■ Task objective
Given the material below, return only the lines starting at the line with "impl Default for LoggingSettings" and ending at the line with "pub fn from_toml(contents: &str)", exactly as they appear.

..............................

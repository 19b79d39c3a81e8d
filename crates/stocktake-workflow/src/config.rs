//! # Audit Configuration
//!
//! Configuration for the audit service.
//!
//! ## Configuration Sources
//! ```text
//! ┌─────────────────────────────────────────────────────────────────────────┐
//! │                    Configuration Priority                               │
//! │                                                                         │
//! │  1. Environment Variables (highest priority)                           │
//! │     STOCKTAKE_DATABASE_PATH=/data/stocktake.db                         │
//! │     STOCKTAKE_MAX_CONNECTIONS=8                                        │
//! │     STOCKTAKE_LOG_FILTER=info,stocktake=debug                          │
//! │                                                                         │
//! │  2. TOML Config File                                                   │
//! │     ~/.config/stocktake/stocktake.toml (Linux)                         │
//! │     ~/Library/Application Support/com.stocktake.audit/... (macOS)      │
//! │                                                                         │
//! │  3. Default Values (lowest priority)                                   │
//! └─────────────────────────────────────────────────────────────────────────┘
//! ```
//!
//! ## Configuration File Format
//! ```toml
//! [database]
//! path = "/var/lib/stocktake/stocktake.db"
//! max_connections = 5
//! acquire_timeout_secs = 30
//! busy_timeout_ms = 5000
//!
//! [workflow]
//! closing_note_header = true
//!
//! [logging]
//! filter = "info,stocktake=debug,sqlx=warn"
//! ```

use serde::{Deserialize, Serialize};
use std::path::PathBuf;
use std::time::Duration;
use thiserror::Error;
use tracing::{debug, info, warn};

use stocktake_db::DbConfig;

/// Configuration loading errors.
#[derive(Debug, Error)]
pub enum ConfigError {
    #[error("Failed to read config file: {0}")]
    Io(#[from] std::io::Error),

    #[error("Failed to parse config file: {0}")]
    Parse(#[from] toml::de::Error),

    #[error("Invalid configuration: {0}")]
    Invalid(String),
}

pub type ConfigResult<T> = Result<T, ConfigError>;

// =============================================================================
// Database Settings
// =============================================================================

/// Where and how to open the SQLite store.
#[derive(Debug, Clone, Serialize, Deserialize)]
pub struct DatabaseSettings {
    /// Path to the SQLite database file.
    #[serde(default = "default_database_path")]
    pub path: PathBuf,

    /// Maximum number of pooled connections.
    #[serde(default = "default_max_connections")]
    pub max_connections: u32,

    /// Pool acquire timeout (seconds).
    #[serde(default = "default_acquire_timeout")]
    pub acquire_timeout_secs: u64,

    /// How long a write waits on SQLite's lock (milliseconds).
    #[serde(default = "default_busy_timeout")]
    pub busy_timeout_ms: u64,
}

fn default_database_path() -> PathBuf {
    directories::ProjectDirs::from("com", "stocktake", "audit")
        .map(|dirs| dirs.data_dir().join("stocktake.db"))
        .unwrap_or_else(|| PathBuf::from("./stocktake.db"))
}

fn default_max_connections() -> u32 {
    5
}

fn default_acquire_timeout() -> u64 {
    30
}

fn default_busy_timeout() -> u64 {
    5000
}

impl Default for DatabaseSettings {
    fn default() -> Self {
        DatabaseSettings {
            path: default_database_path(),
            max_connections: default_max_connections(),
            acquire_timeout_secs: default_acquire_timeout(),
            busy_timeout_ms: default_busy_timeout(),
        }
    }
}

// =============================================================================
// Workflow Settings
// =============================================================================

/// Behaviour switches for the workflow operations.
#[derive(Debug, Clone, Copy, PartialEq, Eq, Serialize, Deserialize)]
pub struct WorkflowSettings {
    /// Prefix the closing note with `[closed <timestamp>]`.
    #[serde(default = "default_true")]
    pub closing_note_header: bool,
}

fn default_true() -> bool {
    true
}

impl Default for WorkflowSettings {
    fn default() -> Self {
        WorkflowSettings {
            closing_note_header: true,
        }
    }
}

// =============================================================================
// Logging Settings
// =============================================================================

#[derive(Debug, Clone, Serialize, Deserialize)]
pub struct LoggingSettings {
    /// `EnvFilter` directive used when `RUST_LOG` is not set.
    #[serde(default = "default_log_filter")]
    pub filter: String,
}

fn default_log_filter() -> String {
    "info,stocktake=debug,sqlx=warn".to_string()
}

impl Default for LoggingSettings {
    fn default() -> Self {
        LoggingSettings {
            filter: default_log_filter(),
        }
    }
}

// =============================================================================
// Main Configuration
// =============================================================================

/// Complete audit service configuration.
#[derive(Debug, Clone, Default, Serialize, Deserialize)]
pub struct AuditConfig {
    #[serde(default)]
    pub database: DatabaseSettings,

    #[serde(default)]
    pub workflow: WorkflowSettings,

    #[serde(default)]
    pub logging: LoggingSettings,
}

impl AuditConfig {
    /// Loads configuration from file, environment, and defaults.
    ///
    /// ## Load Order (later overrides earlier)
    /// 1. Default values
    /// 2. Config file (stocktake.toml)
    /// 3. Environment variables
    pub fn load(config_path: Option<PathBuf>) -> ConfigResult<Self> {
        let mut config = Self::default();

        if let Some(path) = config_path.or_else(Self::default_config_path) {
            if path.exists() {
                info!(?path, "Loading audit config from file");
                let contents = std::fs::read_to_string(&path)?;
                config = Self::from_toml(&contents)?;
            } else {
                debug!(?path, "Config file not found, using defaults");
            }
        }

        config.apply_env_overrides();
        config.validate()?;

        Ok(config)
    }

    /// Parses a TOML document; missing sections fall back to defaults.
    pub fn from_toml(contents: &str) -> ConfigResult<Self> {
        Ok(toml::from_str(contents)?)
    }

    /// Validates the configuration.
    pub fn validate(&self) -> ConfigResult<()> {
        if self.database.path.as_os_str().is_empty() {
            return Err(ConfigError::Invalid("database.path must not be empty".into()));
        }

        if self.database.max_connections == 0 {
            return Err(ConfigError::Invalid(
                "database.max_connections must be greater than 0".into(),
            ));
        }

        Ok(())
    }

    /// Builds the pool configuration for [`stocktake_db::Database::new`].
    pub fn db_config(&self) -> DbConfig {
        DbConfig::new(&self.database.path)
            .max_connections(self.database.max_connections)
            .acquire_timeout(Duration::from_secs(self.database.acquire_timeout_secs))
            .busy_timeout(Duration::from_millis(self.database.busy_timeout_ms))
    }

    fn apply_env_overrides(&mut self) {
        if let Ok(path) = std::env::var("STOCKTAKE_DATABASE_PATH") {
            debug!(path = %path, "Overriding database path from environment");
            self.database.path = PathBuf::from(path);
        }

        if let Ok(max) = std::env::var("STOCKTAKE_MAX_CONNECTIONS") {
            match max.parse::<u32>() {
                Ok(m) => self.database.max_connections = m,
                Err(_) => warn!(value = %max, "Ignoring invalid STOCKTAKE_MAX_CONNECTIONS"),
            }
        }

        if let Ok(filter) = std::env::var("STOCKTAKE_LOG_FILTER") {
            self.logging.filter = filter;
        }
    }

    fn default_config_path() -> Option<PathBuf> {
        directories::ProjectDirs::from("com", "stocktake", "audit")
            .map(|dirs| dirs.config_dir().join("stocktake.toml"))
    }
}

..............................

■ Response
impl Default for LoggingSettings {
    fn default() -> Self {
        LoggingSettings {
            filter: default_log_filter(),
        }
    }
}

// =============================================================================
// Main Configuration
// =============================================================================

/// Complete audit service configuration.
#[derive(Debug, Clone, Default, Serialize, Deserialize)]
pub struct AuditConfig {
    #[serde(default)]
    pub database: DatabaseSettings,

    #[serde(default)]
    pub workflow: WorkflowSettings,

    #[serde(default)]
    pub logging: LoggingSettings,
}

impl AuditConfig {
    /// Loads configuration from file, environment, and defaults.
    ///
    /// ## Load Order (later overrides earlier)
    /// 1. Default values
    /// 2. Config file (stocktake.toml)
    /// 3. Environment variables
    pub fn load(config_path: Option<PathBuf>) -> ConfigResult<Self> {
        let mut config = Self::default();

        if let Some(path) = config_path.or_else(Self::default_config_path) {
            if path.exists() {
                info!(?path, "Loading audit config from file");
                let contents = std::fs::read_to_string(&path)?;
                config = Self::from_toml(&contents)?;
            } else {
                debug!(?path, "Config file not found, using defaults");
            }
        }

        config.apply_env_overrides();
        config.validate()?;

        Ok(config)
    }

    /// Parses a TOML document; missing sections fall back to defaults.
    pub fn from_toml(contents: &str) -> ConfigResult<Self> {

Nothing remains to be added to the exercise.